● Stored items
—————
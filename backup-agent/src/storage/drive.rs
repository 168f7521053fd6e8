//! Google Drive v3 REST client.

use super::auth::{CachedToken, DriveAuth};
use super::{ObjectStore, RemoteFolder, UploadBody, UploadedArtifact};
use crate::utils::{BackupError, Result};
use async_trait::async_trait;
use chrono::Utc;
use reqwest::header::{CONTENT_LENGTH, CONTENT_TYPE, LOCATION};
use reqwest::{Response, StatusCode};
use serde::Deserialize;
use tokio::sync::Mutex;
use tracing::{debug, info};

pub const DRIVE_API_BASE: &str = "https://www.googleapis.com/drive/v3";
pub const DRIVE_UPLOAD_BASE: &str = "https://www.googleapis.com/upload/drive/v3";
pub const FOLDER_MIME_TYPE: &str = "application/vnd.google-apps.folder";

#[derive(Debug, Deserialize)]
struct FileList {
    #[serde(default)]
    files: Vec<DriveFile>,
}

#[derive(Debug, Deserialize)]
struct DriveFile {
    id: String,
    name: String,
    /// Drive encodes int64 fields as strings.
    #[serde(default)]
    size: Option<String>,
}

#[derive(Debug, Deserialize)]
struct ErrorEnvelope {
    error: ErrorBody,
}

#[derive(Debug, Deserialize)]
struct ErrorBody {
    message: String,
}

/// Drive client shared by every job. The access token is cached across calls.
pub struct DriveClient {
    http: reqwest::Client,
    auth: DriveAuth,
    token: Mutex<Option<CachedToken>>,
    api_base: String,
    upload_base: String,
}

impl DriveClient {
    pub fn new(auth: DriveAuth) -> Result<Self> {
        let http = reqwest::Client::builder()
            .user_agent(concat!("wp-backup-agent/", env!("CARGO_PKG_VERSION")))
            .build()
            .map_err(|e| BackupError::remote_api("connect", e))?;
        Ok(Self::with_http(http, auth))
    }

    pub fn with_http(http: reqwest::Client, auth: DriveAuth) -> Self {
        info!(strategy = auth.strategy(), "Google Drive client ready");
        Self {
            http,
            auth,
            token: Mutex::new(None),
            api_base: DRIVE_API_BASE.to_string(),
            upload_base: DRIVE_UPLOAD_BASE.to_string(),
        }
    }

    /// Point the client at another endpoint (emulators, proxies).
    pub fn with_base_urls(mut self, api_base: impl Into<String>, upload_base: impl Into<String>) -> Self {
        self.api_base = api_base.into();
        self.upload_base = upload_base.into();
        self
    }

    pub fn http(&self) -> &reqwest::Client {
        &self.http
    }

    async fn bearer(&self) -> Result<String> {
        let mut cached = self.token.lock().await;
        if let Some(token) = cached.as_ref().filter(|t| t.is_fresh(Utc::now())) {
            return Ok(token.value().to_string());
        }

        debug!(strategy = self.auth.strategy(), "Fetching Drive access token");
        let token = self.auth.fetch_token(&self.http).await?;
        let value = token.value().to_string();
        *cached = Some(token);
        Ok(value)
    }
}

#[async_trait]
impl ObjectStore for DriveClient {
    async fn find_folders(&self, name: &str, parent: Option<&str>) -> Result<Vec<RemoteFolder>> {
        let token = self.bearer().await?;
        let query = folder_query(name, parent);
        let response = self
            .http
            .get(format!("{}/files", self.api_base))
            .bearer_auth(token)
            .query(&[
                ("q", query.as_str()),
                ("fields", "files(id,name)"),
                ("spaces", "drive"),
                ("supportsAllDrives", "true"),
                ("includeItemsFromAllDrives", "true"),
            ])
            .send()
            .await
            .map_err(|e| BackupError::remote_api("query", e))?;

        let list: FileList = check(response, "query")
            .await?
            .json()
            .await
            .map_err(|e| BackupError::remote_api("query", e))?;

        Ok(list
            .files
            .into_iter()
            .map(|f| RemoteFolder { id: f.id, name: f.name })
            .collect())
    }

    async fn create_folder(&self, name: &str, parent: Option<&str>) -> Result<RemoteFolder> {
        let token = self.bearer().await?;
        let mut metadata = serde_json::json!({
            "name": name,
            "mimeType": FOLDER_MIME_TYPE,
        });
        if let Some(parent) = parent {
            metadata["parents"] = serde_json::json!([parent]);
        }

        let response = self
            .http
            .post(format!("{}/files", self.api_base))
            .bearer_auth(token)
            .query(&[("supportsAllDrives", "true"), ("fields", "id,name")])
            .json(&metadata)
            .send()
            .await
            .map_err(|e| BackupError::remote_api("create folder", e))?;

        let created: DriveFile = check(response, "create folder")
            .await?
            .json()
            .await
            .map_err(|e| BackupError::remote_api("create folder", e))?;

        Ok(RemoteFolder {
            id: created.id,
            name: created.name,
        })
    }

    async fn create_file(
        &self,
        parent: &str,
        name: &str,
        content_type: &str,
        body: UploadBody,
    ) -> Result<UploadedArtifact> {
        let token = self.bearer().await?;
        let len = body.len();
        let metadata = serde_json::json!({
            "name": name,
            "parents": [parent],
            "mimeType": content_type,
        });

        // Open a resumable session, then send the whole body in one PUT.
        let session = self
            .http
            .post(format!("{}/files", self.upload_base))
            .bearer_auth(&token)
            .query(&[("uploadType", "resumable"), ("supportsAllDrives", "true")])
            .header("X-Upload-Content-Type", content_type)
            .header("X-Upload-Content-Length", len.to_string())
            .json(&metadata)
            .send()
            .await
            .map_err(|e| BackupError::remote_api("upload", e))?;
        let session = check(session, "upload").await?;
        let location = session
            .headers()
            .get(LOCATION)
            .and_then(|v| v.to_str().ok())
            .map(str::to_string)
            .ok_or_else(|| BackupError::remote_api("upload", "no resumable session URL returned"))?;
        debug!(name, bytes = len, "Opened resumable upload session");

        let payload = match body {
            UploadBody::Buffer(bytes) => reqwest::Body::from(bytes),
            UploadBody::Stream { stream, .. } => reqwest::Body::wrap_stream(stream),
        };

        let response = self
            .http
            .put(location)
            .bearer_auth(&token)
            .query(&[("fields", "id,name,size")])
            .header(CONTENT_TYPE, content_type)
            .header(CONTENT_LENGTH, len)
            .body(payload)
            .send()
            .await
            .map_err(|e| BackupError::remote_api("upload", e))?;

        let file: DriveFile = check(response, "upload")
            .await?
            .json()
            .await
            .map_err(|e| BackupError::remote_api("upload", e))?;

        Ok(UploadedArtifact {
            size: file.size.and_then(|s| s.parse().ok()).unwrap_or(len),
            id: file.id,
            name: file.name,
        })
    }
}

/// Drive search query for a non-trashed folder called `name`.
pub fn folder_query(name: &str, parent: Option<&str>) -> String {
    let mut query = format!(
        "mimeType='{}' and name='{}' and trashed=false",
        FOLDER_MIME_TYPE,
        escape_query(name)
    );
    if let Some(parent) = parent {
        query.push_str(&format!(" and '{}' in parents", escape_query(parent)));
    }
    query
}

/// Escape a value for use inside a single-quoted query string.
fn escape_query(value: &str) -> String {
    value.replace('\\', "\\\\").replace('\'', "\\'")
}

async fn check(response: Response, operation: &'static str) -> Result<Response> {
    let status = response.status();
    if status.is_success() {
        return Ok(response);
    }
    let body = response.text().await.unwrap_or_default();
    Err(BackupError::remote_api(operation, describe_failure(status, &body)))
}

fn describe_failure(status: StatusCode, body: &str) -> String {
    match serde_json::from_str::<ErrorEnvelope>(body) {
        Ok(envelope) => format!("{}: {}", status, envelope.error.message),
        Err(_) if body.trim().is_empty() => status.to_string(),
        Err(_) => format!("{}: {}", status, body.trim()),
    }
}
—————
Set down each record again, exactly as written.

● TASK ANSWER
filename backup-agent/src/storage/drive.rs
repository 168f7521053fd6e8
//! Google Drive v3 REST client.

use super::auth::{CachedToken, DriveAuth};
use super::{ObjectStore, RemoteFolder, UploadBody, UploadedArtifact};
use crate::utils::{BackupError, Result};
use async_trait::async_trait;
use chrono::Utc;
use reqwest::header::{CONTENT_LENGTH, CONTENT_TYPE, LOCATION};
use reqwest::{Response, StatusCode};
use serde::Deserialize;
use tokio::sync::Mutex;
use tracing::{debug, info};

pub const DRIVE_API_BASE: &str = "https://www.googleapis.com/drive/v3";
pub const DRIVE_UPLOAD_BASE: &str = "https://www.googleapis.com/upload/drive/v3";
pub const FOLDER_MIME_TYPE: &str = "application/vnd.google-apps.folder";

#[derive(Debug, Deserialize)]
struct FileList {
    #[serde(default)]
    files: Vec<DriveFile>,
}

#[derive(Debug, Deserialize)]
struct DriveFile {
    id: String,
    name: String,
    /// Drive encodes int64 fields as strings.
    #[serde(default)]
    size: Option<String>,
}

#[derive(Debug, Deserialize)]
struct ErrorEnvelope {
    error: ErrorBody,
}

#[derive(Debug, Deserialize)]
struct ErrorBody {
    message: String,
}

/// Drive client shared by every job. The access token is cached across calls.
pub struct DriveClient {
    http: reqwest::Client,
    auth: DriveAuth,
    token: Mutex<Option<CachedToken>>,
    api_base: String,
    upload_base: String,
}

impl DriveClient {
    pub fn new(auth: DriveAuth) -> Result<Self> {
        let http = reqwest::Client::builder()
            .user_agent(concat!("wp-backup-agent/", env!("CARGO_PKG_VERSION")))
            .build()
            .map_err(|e| BackupError::remote_api("connect", e))?;
        Ok(Self::with_http(http, auth))
    }

    pub fn with_http(http: reqwest::Client, auth: DriveAuth) -> Self {
        info!(strategy = auth.strategy(), "Google Drive client ready");
        Self {
            http,
            auth,
            token: Mutex::new(None),
            api_base: DRIVE_API_BASE.to_string(),
            upload_base: DRIVE_UPLOAD_BASE.to_string(),
        }
    }

    /// Point the client at another endpoint (emulators, proxies).
    pub fn with_base_urls(mut self, api_base: impl Into<String>, upload_base: impl Into<String>) -> Self {
        self.api_base = api_base.into();
        self.upload_base = upload_base.into();
        self
    }

    pub fn http(&self) -> &reqwest::Client {
        &self.http
    }

    async fn bearer(&self) -> Result<String> {
        let mut cached = self.token.lock().await;
        if let Some(token) = cached.as_ref().filter(|t| t.is_fresh(Utc::now())) {
            return Ok(token.value().to_string());
        }

        debug!(strategy = self.auth.strategy(), "Fetching Drive access token");
        let token = self.auth.fetch_token(&self.http).await?;
        let value = token.value().to_string();
        *cached = Some(token);
        Ok(value)
    }
}

#[async_trait]
impl ObjectStore for DriveClient {
    async fn find_folders(&self, name: &str, parent: Option<&str>) -> Result<Vec<RemoteFolder>> {
        let token = self.bearer().await?;
        let query = folder_query(name, parent);
        let response = self
            .http
            .get(format!("{}/files", self.api_base))
            .bearer_auth(token)
            .query(&[
                ("q", query.as_str()),
                ("fields", "files(id,name)"),
                ("spaces", "drive"),
                ("supportsAllDrives", "true"),
                ("includeItemsFromAllDrives", "true"),
            ])
            .send()
            .await
            .map_err(|e| BackupError::remote_api("query", e))?;

        let list: FileList = check(response, "query")
            .await?
            .json()
            .await
            .map_err(|e| BackupError::remote_api("query", e))?;

        Ok(list
            .files
            .into_iter()
            .map(|f| RemoteFolder { id: f.id, name: f.name })
            .collect())
    }

    async fn create_folder(&self, name: &str, parent: Option<&str>) -> Result<RemoteFolder> {
        let token = self.bearer().await?;
        let mut metadata = serde_json::json!({
            "name": name,
            "mimeType": FOLDER_MIME_TYPE,
        });
        if let Some(parent) = parent {
            metadata["parents"] = serde_json::json!([parent]);
        }

        let response = self
            .http
            .post(format!("{}/files", self.api_base))
            .bearer_auth(token)
            .query(&[("supportsAllDrives", "true"), ("fields", "id,name")])
            .json(&metadata)
            .send()
            .await
            .map_err(|e| BackupError::remote_api("create folder", e))?;

        let created: DriveFile = check(response, "create folder")
            .await?
            .json()
            .await
            .map_err(|e| BackupError::remote_api("create folder", e))?;

        Ok(RemoteFolder {
            id: created.id,
            name: created.name,
        })
    }

    async fn create_file(
        &self,
        parent: &str,
        name: &str,
        content_type: &str,
        body: UploadBody,
    ) -> Result<UploadedArtifact> {
        let token = self.bearer().await?;
        let len = body.len();
        let metadata = serde_json::json!({
            "name": name,
            "parents": [parent],
            "mimeType": content_type,
        });

        // Open a resumable session, then send the whole body in one PUT.
        let session = self
            .http
            .post(format!("{}/files", self.upload_base))
            .bearer_auth(&token)
            .query(&[("uploadType", "resumable"), ("supportsAllDrives", "true")])
            .header("X-Upload-Content-Type", content_type)
            .header("X-Upload-Content-Length", len.to_string())
            .json(&metadata)
            .send()
            .await
            .map_err(|e| BackupError::remote_api("upload", e))?;
        let session = check(session, "upload").await?;
        let location = session
            .headers()
            .get(LOCATION)
            .and_then(|v| v.to_str().ok())
            .map(str::to_string)
            .ok_or_else(|| BackupError::remote_api("upload", "no resumable session URL returned"))?;
        debug!(name, bytes = len, "Opened resumable upload session");

        let payload = match body {
            UploadBody::Buffer(bytes) => reqwest::Body::from(bytes),
            UploadBody::Stream { stream, .. } => reqwest::Body::wrap_stream(stream),
        };

        let response = self
            .http
            .put(location)
            .bearer_auth(&token)
            .query(&[("fields", "id,name,size")])
            .header(CONTENT_TYPE, content_type)
            .header(CONTENT_LENGTH, len)
            .body(payload)
            .send()
            .await
            .map_err(|e| BackupError::remote_api("upload", e))?;

        let file: DriveFile = check(response, "upload")
            .await?
            .json()
            .await
            .map_err(|e| BackupError::remote_api("upload", e))?;

        Ok(UploadedArtifact {
            size: file.size.and_then(|s| s.parse().ok()).unwrap_or(len),
            id: file.id,
            name: file.name,
        })
    }
}

/// Drive search query for a non-trashed folder called `name`.
pub fn folder_query(name: &str, parent: Option<&str>) -> String {
    let mut query = format!(
        "mimeType='{}' and name='{}' and trashed=false",
        FOLDER_MIME_TYPE,
        escape_query(name)
    );
    if let Some(parent) = parent {
        query.push_str(&format!(" and '{}' in parents", escape_query(parent)));
    }
    query
}

/// Escape a value for use inside a single-quoted query string.
fn escape_query(value: &str) -> String {
    value.replace('\\', "\\\\").replace('\'', "\\'")
}

async fn check(response: Response, operation: &'static str) -> Result<Response> {
    let status = response.status();
    if status.is_success() {
        return Ok(response);
    }
    let body = response.text().await.unwrap_or_default();
    Err(BackupError::remote_api(operation, describe_failure(status, &body)))
}

fn describe_failure(status: StatusCode, body: &str) -> String {
    match serde_json::from_str::<ErrorEnvelope>(body) {
        Ok(envelope) => format!("{}: {}", status, envelope.error.message),
        Err(_) if body.trim().is_empty() => status.to_string(),
        Err(_) => format!("{}: {}", status, body.trim()),
    }
}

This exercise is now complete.